Source material Block Start

//! Wire protocol: frame layout, encode/decode (spec.md §3 "Frame", §4.1, §6).
//!
//! Header layout (20 bytes, all multi-byte integers big-endian):
//! `magic(4) | version(1) | total_len(4) | message_type(1) | codec(1) |
//!  compression(1) | request_id(8)`, followed by the payload.

use tokio::io::{AsyncRead, AsyncReadExt, AsyncWrite, AsyncWriteExt};

use crate::codec::{self, CodecRegistry};
use crate::compression::{self, CompressorRegistry};
use crate::{RpcError, RpcRequest, RpcResponse};

pub const MAGIC: u32 = 0xCAFE_BABE;
pub const VERSION: u8 = 1;
pub const HEADER_LEN: usize = 20;
/// Upper bound on total frame size, rejecting adversarial inputs (spec.md §4.1).
pub const MAX_FRAME_SIZE: u32 = 1 << 20;

#[derive(Debug, Clone, Copy, PartialEq, Eq)]
pub enum MessageType {
    Request = 1,
    Response = 2,
}

impl MessageType {
    fn from_u8(b: u8) -> crate::Result<Self> {
        match b {
            1 => Ok(MessageType::Request),
            2 => Ok(MessageType::Response),
            other => Err(RpcError::ProtocolError(format!(
                "unknown message type byte: {other}"
            ))),
        }
    }
}

/// The fixed 20-byte frame header, independent of payload contents.
#[derive(Debug, Clone, Copy, PartialEq, Eq)]
pub struct FrameHeader {
    pub total_len: u32,
    pub message_type: MessageType,
    pub codec_tag: u8,
    pub compression_tag: u8,
    pub request_id: u64,
}

/// A fully decoded frame: header plus raw (already decompressed) payload bytes.
#[derive(Debug, Clone, PartialEq, Eq)]
pub struct Frame {
    pub message_type: MessageType,
    pub codec_tag: u8,
    pub compression_tag: u8,
    pub request_id: u64,
    pub payload: Vec<u8>,
}

/// Encodes a request or response through the chosen codec and compressor,
/// producing a single contiguous frame (spec.md §4.1 "Encode contract").
pub async fn encode_request(
    codecs: &CodecRegistry,
    compressors: &CompressorRegistry,
    codec_tag: u8,
    compression_tag: u8,
    request_id: u64,
    request: &RpcRequest,
) -> crate::Result<Vec<u8>> {
    let codec = codecs.get(codec_tag)?;
    let serialized = codec.serialize_request(request)?;
    encode_frame(
        compressors,
        MessageType::Request,
        codec_tag,
        compression_tag,
        request_id,
        serialized,
    )
}

pub async fn encode_response(
    codecs: &CodecRegistry,
    compressors: &CompressorRegistry,
    codec_tag: u8,
    compression_tag: u8,
    request_id: u64,
    response: &RpcResponse,
) -> crate::Result<Vec<u8>> {
    let codec = codecs.get(codec_tag)?;
    let serialized = codec.serialize_response(response)?;
    encode_frame(
        compressors,
        MessageType::Response,
        codec_tag,
        compression_tag,
        request_id,
        serialized,
    )
}

fn encode_frame(
    compressors: &CompressorRegistry,
    message_type: MessageType,
    codec_tag: u8,
    compression_tag: u8,
    request_id: u64,
    serialized: Vec<u8>,
) -> crate::Result<Vec<u8>> {
    let compressor = compressors.get(compression_tag)?;
    // `compress` may take the pass-through path (below threshold, not
    // smaller, or a failed attempt); the tag it reports back is the one
    // that must be stamped into the header, or decode would hand the raw
    // bytes to the wrong decompressor (spec.md §4.1, §8).
    let (applied_tag, payload) = compressor.compress(&serialized)?;

    let total_len = (HEADER_LEN + payload.len()) as u32;
    let mut out = Vec::with_capacity(total_len as usize);
    out.extend_from_slice(&MAGIC.to_be_bytes());
    out.push(VERSION);
    out.extend_from_slice(&total_len.to_be_bytes());
    out.push(message_type as u8);
    out.push(codec_tag);
    out.push(applied_tag);
    out.extend_from_slice(&request_id.to_be_bytes());
    out.extend_from_slice(&payload);
    Ok(out)
}

/// Parses the fixed header out of a 20-byte buffer.
pub fn decode_header(buf: &[u8]) -> crate::Result<FrameHeader> {
    if buf.len() < HEADER_LEN {
        return Err(RpcError::DecodeError("short header".to_string()));
    }
    let magic = u32::from_be_bytes(buf[0..4].try_into().unwrap());
    if magic != MAGIC {
        return Err(RpcError::ProtocolError(format!(
            "bad magic number: {magic:#010x}"
        )));
    }
    let version = buf[4];
    if version != VERSION {
        return Err(RpcError::UnsupportedVersion(version));
    }
    let total_len = u32::from_be_bytes(buf[5..9].try_into().unwrap());
    if total_len < HEADER_LEN as u32 {
        return Err(RpcError::DecodeError(format!(
            "frame too small: {total_len}"
        )));
    }
    if total_len > MAX_FRAME_SIZE {
        return Err(RpcError::DecodeError(format!(
            "frame too large: {total_len} > {MAX_FRAME_SIZE}"
        )));
    }
    let message_type = MessageType::from_u8(buf[9])?;
    let codec_tag = buf[10];
    let compression_tag = buf[11];
    let request_id = u64::from_be_bytes(buf[12..20].try_into().unwrap());
    Ok(FrameHeader {
        total_len,
        message_type,
        codec_tag,
        compression_tag,
        request_id,
    })
}

/// Reads exactly one frame from an async stream, honoring the length-prefix
/// framing described in spec.md §4.1: incomplete frames remain buffered by
/// the caller simply awaiting more bytes.
pub async fn read_frame<R: AsyncRead + Unpin>(
    reader: &mut R,
    compressors: &CompressorRegistry,
) -> crate::Result<Frame> {
    let mut header_buf = [0u8; HEADER_LEN];
    reader.read_exact(&mut header_buf).await?;
    let header = decode_header(&header_buf)?;

    let body_len = header.total_len as usize - HEADER_LEN;
    let mut body = vec![0u8; body_len];
    reader.read_exact(&mut body).await?;

    let compressor = compressors.get(header.compression_tag)?;
    let payload = compressor.decompress(&body)?;

    Ok(Frame {
        message_type: header.message_type,
        codec_tag: header.codec_tag,
        compression_tag: header.compression_tag,
        request_id: header.request_id,
        payload,
    })
}

pub async fn write_frame<W: AsyncWrite + Unpin>(writer: &mut W, frame: &[u8]) -> crate::Result<()> {
    writer.write_all(frame).await?;
    writer.flush().await?;
    Ok(())
}

impl Frame {
    pub fn decode_request(&self, codecs: &CodecRegistry) -> crate::Result<RpcRequest> {
        let codec = codecs.get(self.codec_tag)?;
        codec.deserialize_request(&self.payload)
    }

    pub fn decode_response(&self, codecs: &CodecRegistry) -> crate::Result<RpcResponse> {
        let codec = codecs.get(self.codec_tag)?;
        codec.deserialize_response(&self.payload)
    }
}

#[cfg(test)]
mod tests {
    use super::*;
    use crate::model::status;
    use std::collections::HashMap;

    fn sample_request() -> RpcRequest {
        RpcRequest {
            interface: "com.example.Greeter".into(),
            method: "sayHello".into(),
            group: "default".into(),
            version: "1.0".into(),
            param_types: vec!["java.lang.String".into()],
            params: vec![serde_json::json!("world")],
            auth_token: None,
            client_address: None,
            timestamp_ms: 1700000000000,
            attributes: HashMap::new(),
        }
    }

    #[tokio::test]
    async fn encode_decode_round_trip_preserves_request() {
        let codecs = CodecRegistry::with_defaults();
        let compressors = CompressorRegistry::with_defaults();
        let request = sample_request();

        let bytes = encode_request(&codecs, &compressors, codec::JSON_TAG, compression::NONE_TAG, 42, &request)
            .await
            .unwrap();

        let total_len = u32::from_be_bytes(bytes[5..9].try_into().unwrap());
        assert_eq!(total_len as usize, bytes.len());

        let mut cursor = std::io::Cursor::new(bytes);
        let frame = read_frame(&mut cursor, &compressors).await.unwrap();
        assert_eq!(frame.request_id, 42);
        let decoded = frame.decode_request(&codecs).unwrap();
        assert_eq!(decoded.interface, request.interface);
        assert_eq!(decoded.method, request.method);
    }

    #[tokio::test]
    async fn rejects_bad_magic() {
        let mut buf = vec![0u8; HEADER_LEN];
        buf[0..4].copy_from_slice(&0xDEADBEEFu32.to_be_bytes());
        let compressors = CompressorRegistry::with_defaults();
        let mut cursor = std::io::Cursor::new(buf);
        let err = read_frame(&mut cursor, &compressors).await.unwrap_err();
        assert!(matches!(err, RpcError::ProtocolError(_)));
    }

    #[tokio::test]
    async fn rejects_undersized_total_length() {
        let mut buf = vec![0u8; HEADER_LEN];
        buf[0..4].copy_from_slice(&MAGIC.to_be_bytes());
        buf[4] = VERSION;
        buf[5..9].copy_from_slice(&19u32.to_be_bytes());
        let compressors = CompressorRegistry::with_defaults();
        let mut cursor = std::io::Cursor::new(buf);
        let err = read_frame(&mut cursor, &compressors).await.unwrap_err();
        assert!(matches!(err, RpcError::DecodeError(_)));
    }

    #[tokio::test]
    async fn rejects_unsupported_version() {
        let mut buf = vec![0u8; HEADER_LEN];
        buf[0..4].copy_from_slice(&MAGIC.to_be_bytes());
        buf[4] = 9;
        let compressors = CompressorRegistry::with_defaults();
        let mut cursor = std::io::Cursor::new(buf);
        let err = read_frame(&mut cursor, &compressors).await.unwrap_err();
        assert!(matches!(err, RpcError::UnsupportedVersion(9)));
    }

    #[tokio::test]
    async fn compression_round_trip_for_8kib_text_payload() {
        let codecs = CodecRegistry::with_defaults();
        let compressors = CompressorRegistry::with_defaults();
        let mut request = sample_request();
        request.params = vec![serde_json::Value::String("x".repeat(8 * 1024))];

        let bytes = encode_request(
            &codecs,
            &compressors,
            codec::JSON_TAG,
            compression::GZIP_TAG,
            7,
            &request,
        )
        .await
        .unwrap();
        let mut cursor = std::io::Cursor::new(bytes);
        let frame = read_frame(&mut cursor, &compressors).await.unwrap();
        let decoded = frame.decode_request(&codecs).unwrap();
        assert_eq!(decoded.params, request.params);
    }

    #[tokio::test]
    async fn small_payload_round_trips_even_when_a_compressor_is_requested() {
        // Below gzip's threshold: `compress` takes the pass-through path and
        // must stamp NONE_TAG into the header, or decode hands raw bytes to
        // gzip's decoder and fails (spec.md §4.3, §8).
        let codecs = CodecRegistry::with_defaults();
        let compressors = CompressorRegistry::with_defaults();
        let request = sample_request();

        let bytes = encode_request(
            &codecs,
            &compressors,
            codec::JSON_TAG,
            compression::GZIP_TAG,
            11,
            &request,
        )
        .await
        .unwrap();

        let header = decode_header(&bytes[..HEADER_LEN]).unwrap();
        assert_eq!(header.compression_tag, compression::NONE_TAG);

        let mut cursor = std::io::Cursor::new(bytes);
        let frame = read_frame(&mut cursor, &compressors).await.unwrap();
        let decoded = frame.decode_request(&codecs).unwrap();
        assert_eq!(decoded.params, request.params);
    }

    #[test]
    fn response_helpers_set_expected_status() {
        let ok = RpcResponse::ok(serde_json::json!(1));
        assert_eq!(ok.status, status::OK);
        let fail = RpcResponse::failure("boom");
        assert_eq!(fail.status, status::FAILURE);
    }
}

Source material Block End

From the lines above, copy those that contain the word "HashMap".

▸ **Final answer**
    use std::collections::HashMap;
            attributes: HashMap::new(),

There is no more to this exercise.